Data for review

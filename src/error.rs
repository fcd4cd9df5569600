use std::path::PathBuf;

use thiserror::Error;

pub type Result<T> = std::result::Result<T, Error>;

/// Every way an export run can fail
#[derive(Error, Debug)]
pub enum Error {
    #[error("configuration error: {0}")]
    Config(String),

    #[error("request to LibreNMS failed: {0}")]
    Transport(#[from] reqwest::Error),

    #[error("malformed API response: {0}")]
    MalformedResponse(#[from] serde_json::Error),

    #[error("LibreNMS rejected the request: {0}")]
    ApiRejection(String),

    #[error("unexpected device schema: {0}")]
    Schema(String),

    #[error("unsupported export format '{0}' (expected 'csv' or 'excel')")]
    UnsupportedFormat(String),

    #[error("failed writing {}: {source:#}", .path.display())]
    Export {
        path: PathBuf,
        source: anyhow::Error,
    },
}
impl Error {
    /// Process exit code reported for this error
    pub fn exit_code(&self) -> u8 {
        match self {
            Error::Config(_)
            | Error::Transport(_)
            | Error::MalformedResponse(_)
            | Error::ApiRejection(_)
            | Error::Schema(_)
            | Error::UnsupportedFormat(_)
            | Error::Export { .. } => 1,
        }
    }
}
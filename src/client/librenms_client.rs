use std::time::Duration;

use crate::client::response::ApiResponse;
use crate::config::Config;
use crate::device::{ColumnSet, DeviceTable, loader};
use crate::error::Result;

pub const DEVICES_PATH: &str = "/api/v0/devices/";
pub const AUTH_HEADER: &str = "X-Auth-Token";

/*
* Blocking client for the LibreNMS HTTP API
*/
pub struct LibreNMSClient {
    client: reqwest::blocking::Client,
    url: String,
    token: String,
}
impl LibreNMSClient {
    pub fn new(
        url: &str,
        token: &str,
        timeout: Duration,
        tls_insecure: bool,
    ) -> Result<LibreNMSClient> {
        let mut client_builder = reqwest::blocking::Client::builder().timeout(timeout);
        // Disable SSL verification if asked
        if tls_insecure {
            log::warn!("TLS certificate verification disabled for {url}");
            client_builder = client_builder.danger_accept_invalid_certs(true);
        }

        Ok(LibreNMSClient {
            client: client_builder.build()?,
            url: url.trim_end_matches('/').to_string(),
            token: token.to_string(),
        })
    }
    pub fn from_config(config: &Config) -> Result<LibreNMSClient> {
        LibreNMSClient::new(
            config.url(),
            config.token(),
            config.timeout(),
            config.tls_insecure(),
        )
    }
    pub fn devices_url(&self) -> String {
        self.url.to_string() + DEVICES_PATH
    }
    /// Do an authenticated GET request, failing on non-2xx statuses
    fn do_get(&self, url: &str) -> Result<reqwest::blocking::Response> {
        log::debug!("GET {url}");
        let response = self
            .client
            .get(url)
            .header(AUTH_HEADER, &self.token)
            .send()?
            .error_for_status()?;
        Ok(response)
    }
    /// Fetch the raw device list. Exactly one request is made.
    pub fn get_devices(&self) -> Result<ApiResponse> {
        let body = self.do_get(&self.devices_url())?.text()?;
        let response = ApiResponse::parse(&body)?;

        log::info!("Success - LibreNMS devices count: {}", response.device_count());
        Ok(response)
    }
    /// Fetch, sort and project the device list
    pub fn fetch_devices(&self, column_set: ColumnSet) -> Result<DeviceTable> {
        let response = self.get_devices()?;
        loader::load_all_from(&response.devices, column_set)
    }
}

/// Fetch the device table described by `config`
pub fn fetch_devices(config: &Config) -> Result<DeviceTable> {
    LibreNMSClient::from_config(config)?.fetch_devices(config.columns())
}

==

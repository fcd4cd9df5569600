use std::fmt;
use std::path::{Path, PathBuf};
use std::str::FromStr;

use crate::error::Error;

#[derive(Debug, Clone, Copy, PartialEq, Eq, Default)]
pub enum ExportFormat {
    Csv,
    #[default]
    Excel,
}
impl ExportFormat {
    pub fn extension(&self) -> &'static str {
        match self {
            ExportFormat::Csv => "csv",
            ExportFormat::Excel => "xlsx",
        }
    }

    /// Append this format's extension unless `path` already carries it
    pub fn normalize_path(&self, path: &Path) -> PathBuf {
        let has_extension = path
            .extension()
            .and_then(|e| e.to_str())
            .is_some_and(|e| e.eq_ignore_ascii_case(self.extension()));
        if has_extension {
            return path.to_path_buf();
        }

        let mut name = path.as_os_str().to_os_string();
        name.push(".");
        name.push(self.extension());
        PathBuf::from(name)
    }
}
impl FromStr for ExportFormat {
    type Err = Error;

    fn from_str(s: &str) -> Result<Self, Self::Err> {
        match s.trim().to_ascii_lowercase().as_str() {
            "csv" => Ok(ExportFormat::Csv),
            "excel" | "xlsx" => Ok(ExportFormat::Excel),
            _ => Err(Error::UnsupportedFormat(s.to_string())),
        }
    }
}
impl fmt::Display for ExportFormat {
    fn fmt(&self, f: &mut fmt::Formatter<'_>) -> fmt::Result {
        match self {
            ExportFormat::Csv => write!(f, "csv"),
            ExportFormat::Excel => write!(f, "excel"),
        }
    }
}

---

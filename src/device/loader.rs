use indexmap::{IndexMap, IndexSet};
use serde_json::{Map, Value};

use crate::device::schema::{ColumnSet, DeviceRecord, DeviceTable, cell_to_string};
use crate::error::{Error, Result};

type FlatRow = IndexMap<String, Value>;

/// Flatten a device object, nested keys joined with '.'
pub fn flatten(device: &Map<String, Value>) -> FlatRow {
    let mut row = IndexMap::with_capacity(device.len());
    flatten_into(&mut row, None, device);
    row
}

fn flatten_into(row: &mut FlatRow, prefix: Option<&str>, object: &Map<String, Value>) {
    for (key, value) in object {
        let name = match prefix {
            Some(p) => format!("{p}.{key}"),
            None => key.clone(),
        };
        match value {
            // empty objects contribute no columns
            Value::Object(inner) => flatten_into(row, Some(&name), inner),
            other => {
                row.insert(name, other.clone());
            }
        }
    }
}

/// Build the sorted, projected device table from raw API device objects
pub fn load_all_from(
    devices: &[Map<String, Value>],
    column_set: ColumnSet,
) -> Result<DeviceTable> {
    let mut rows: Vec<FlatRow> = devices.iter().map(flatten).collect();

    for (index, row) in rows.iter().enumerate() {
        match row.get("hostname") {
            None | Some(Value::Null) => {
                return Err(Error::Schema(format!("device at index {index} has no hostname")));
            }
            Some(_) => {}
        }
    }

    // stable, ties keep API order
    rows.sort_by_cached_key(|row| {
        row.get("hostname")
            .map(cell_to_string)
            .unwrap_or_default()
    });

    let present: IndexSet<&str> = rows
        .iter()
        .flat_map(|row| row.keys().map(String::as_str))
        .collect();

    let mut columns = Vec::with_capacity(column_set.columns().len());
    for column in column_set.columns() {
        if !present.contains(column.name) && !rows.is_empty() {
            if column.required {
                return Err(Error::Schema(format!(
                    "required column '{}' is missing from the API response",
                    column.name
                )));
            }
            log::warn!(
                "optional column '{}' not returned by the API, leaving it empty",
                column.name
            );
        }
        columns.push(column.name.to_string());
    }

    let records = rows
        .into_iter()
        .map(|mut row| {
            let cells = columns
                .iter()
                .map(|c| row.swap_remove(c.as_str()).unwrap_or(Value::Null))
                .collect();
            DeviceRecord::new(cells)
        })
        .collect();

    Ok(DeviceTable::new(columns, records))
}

Prompt
State the count of lines in the preceding listing that include the string "PathBuf". No other words belong in the answer.

Answer section
5